• _Provided data_:
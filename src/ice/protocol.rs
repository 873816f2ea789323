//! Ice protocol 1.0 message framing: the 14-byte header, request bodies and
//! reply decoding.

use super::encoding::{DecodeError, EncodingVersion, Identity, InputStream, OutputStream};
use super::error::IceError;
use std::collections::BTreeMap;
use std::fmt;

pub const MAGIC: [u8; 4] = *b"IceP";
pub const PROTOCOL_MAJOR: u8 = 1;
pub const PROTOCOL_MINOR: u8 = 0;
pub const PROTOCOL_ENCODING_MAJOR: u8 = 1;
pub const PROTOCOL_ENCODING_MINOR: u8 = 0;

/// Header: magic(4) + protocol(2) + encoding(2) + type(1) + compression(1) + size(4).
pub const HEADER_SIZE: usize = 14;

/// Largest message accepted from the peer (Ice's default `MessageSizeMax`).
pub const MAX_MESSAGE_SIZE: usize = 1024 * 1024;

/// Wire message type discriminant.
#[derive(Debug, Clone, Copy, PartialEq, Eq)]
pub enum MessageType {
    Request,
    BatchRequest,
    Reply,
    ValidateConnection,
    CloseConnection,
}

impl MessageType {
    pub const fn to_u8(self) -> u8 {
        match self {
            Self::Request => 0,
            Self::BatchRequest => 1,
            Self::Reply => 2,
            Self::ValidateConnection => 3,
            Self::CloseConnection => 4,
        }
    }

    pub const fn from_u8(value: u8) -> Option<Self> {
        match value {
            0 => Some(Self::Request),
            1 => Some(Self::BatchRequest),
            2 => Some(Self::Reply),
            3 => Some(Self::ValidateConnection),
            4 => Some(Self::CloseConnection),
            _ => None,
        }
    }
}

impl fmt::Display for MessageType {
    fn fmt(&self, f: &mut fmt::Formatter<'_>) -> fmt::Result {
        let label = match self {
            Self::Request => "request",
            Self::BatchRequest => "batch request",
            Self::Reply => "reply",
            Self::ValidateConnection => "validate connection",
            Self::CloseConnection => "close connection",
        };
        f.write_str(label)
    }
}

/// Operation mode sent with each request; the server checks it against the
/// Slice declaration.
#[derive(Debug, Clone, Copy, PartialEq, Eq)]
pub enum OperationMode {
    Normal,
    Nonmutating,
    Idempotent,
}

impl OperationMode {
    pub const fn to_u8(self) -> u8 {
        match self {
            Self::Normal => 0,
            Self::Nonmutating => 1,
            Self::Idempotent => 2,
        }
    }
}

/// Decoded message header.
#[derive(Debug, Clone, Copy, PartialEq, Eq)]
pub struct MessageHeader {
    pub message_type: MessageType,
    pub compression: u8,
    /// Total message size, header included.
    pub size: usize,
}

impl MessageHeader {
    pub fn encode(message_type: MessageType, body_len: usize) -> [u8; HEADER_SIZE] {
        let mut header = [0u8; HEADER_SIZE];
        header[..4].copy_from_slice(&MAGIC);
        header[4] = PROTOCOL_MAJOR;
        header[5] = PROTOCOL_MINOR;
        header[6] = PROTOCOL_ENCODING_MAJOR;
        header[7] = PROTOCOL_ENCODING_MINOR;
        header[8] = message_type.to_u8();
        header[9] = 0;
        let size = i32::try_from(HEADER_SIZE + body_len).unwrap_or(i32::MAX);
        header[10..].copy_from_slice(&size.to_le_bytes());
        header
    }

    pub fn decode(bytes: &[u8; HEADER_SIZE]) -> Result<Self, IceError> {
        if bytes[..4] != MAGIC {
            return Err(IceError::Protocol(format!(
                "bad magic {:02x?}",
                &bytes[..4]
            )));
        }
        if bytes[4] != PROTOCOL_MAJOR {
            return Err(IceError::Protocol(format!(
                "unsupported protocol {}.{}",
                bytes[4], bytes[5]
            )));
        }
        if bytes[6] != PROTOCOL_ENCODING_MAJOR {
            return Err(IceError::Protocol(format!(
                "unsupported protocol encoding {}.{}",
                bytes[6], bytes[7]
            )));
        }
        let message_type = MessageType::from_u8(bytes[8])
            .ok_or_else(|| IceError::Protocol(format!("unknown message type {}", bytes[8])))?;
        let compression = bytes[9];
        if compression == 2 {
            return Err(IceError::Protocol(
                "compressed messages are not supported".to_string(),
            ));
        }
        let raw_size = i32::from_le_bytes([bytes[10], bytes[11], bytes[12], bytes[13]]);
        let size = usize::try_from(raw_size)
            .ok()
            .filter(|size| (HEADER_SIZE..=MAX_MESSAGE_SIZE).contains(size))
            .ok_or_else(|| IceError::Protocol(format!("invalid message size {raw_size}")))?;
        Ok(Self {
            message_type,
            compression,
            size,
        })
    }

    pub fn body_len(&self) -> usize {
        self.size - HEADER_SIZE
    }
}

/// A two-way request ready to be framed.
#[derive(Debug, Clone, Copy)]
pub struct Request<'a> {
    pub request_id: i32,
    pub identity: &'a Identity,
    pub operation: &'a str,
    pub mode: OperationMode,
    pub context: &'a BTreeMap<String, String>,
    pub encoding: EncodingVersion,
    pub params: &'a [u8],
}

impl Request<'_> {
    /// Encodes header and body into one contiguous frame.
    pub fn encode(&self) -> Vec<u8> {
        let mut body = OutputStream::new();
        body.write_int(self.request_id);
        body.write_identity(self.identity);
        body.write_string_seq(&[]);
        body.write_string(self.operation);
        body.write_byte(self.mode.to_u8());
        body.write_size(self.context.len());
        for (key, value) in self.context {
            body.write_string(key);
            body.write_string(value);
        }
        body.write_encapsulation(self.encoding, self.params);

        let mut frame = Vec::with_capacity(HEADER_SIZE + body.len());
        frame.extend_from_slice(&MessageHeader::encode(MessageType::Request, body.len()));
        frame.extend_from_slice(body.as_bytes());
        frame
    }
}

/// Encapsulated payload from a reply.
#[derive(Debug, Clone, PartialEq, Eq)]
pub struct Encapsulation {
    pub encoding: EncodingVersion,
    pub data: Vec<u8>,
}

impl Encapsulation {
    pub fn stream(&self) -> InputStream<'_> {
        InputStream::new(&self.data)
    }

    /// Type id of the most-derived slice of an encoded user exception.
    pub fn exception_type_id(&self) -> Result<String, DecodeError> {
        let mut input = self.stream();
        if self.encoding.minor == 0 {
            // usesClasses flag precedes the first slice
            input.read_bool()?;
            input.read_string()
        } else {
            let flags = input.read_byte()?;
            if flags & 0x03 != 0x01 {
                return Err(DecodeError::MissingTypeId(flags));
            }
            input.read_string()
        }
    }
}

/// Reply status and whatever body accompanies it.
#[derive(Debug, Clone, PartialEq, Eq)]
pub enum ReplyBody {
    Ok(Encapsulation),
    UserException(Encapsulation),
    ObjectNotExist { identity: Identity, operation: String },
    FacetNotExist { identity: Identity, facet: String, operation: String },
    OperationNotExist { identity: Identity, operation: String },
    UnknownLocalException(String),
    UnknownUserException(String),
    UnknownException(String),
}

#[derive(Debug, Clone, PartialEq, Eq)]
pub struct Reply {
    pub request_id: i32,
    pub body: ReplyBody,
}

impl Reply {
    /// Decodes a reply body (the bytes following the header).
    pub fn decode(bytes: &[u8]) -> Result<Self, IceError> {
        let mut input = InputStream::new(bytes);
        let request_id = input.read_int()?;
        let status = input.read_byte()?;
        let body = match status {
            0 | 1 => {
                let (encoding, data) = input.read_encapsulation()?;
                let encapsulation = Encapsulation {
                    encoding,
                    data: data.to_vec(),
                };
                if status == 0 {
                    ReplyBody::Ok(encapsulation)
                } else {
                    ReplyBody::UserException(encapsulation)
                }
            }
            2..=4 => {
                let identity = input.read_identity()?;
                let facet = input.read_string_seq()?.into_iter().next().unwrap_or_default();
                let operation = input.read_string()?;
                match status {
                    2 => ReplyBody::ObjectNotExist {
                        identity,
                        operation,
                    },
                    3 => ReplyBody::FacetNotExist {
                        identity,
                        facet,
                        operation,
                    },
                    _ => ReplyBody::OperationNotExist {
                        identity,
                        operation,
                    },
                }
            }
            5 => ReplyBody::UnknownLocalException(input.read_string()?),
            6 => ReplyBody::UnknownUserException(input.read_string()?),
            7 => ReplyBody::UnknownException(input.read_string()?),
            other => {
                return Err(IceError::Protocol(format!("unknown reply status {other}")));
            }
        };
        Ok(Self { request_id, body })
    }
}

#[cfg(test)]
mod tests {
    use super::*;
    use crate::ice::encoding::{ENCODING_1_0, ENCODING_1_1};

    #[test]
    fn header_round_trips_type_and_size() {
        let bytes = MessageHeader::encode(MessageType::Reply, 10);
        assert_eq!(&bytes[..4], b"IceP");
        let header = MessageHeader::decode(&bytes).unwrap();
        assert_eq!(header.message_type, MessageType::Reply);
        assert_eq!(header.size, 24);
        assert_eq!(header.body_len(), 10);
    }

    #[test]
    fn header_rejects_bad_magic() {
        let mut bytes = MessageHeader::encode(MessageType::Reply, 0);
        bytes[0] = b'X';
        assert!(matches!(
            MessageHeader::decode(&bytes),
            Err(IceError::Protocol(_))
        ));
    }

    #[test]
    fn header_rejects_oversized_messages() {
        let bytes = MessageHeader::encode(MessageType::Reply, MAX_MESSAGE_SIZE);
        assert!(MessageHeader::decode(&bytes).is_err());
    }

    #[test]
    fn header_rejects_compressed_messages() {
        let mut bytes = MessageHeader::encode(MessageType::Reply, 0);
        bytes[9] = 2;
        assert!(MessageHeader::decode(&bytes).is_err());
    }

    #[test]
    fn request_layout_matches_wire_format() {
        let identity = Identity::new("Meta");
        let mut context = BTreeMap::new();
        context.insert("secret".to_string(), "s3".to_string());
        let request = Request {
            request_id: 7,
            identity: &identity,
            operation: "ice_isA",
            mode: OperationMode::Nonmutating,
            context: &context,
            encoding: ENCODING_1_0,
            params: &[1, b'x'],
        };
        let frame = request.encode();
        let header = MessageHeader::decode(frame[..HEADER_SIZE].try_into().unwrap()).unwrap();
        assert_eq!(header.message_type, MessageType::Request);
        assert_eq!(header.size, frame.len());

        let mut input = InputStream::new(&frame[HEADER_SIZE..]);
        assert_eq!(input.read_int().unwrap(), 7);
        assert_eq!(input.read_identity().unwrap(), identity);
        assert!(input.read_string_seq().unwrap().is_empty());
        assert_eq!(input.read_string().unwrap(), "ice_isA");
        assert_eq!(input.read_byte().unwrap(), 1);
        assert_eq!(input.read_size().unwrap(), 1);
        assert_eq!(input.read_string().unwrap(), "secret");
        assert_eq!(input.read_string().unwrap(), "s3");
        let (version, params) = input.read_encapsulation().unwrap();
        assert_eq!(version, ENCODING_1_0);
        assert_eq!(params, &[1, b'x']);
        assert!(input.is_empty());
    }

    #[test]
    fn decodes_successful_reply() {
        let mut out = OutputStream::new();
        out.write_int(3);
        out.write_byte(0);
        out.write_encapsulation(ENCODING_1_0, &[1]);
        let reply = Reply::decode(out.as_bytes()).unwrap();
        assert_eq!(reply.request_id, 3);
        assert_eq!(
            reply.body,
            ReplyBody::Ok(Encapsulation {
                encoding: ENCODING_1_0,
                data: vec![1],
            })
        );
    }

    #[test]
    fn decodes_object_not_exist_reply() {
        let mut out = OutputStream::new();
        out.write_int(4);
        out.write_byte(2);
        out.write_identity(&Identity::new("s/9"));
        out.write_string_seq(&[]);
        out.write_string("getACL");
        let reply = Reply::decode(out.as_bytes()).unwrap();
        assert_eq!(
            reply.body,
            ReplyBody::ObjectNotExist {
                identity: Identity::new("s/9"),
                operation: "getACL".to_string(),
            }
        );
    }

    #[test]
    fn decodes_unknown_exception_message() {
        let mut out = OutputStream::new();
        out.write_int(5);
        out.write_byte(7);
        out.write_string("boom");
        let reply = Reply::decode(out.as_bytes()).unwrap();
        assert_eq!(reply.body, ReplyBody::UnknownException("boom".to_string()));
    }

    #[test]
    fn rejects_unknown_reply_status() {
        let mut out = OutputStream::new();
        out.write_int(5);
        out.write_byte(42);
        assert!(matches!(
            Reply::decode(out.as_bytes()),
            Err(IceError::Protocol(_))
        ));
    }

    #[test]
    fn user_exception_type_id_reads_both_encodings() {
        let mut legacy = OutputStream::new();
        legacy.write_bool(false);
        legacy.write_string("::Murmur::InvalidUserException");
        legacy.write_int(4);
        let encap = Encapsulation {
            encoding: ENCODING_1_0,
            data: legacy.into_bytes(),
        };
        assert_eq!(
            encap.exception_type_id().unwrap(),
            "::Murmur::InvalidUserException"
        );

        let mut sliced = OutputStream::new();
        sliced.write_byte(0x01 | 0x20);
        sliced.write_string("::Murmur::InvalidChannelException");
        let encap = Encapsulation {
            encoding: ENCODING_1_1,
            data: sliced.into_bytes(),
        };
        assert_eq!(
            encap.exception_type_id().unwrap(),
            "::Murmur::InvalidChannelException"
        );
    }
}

• _Requirement_:
Determine how many lines of the records above hold the word "value" and give the number with nothing added.

• _Response to the exercise_:
4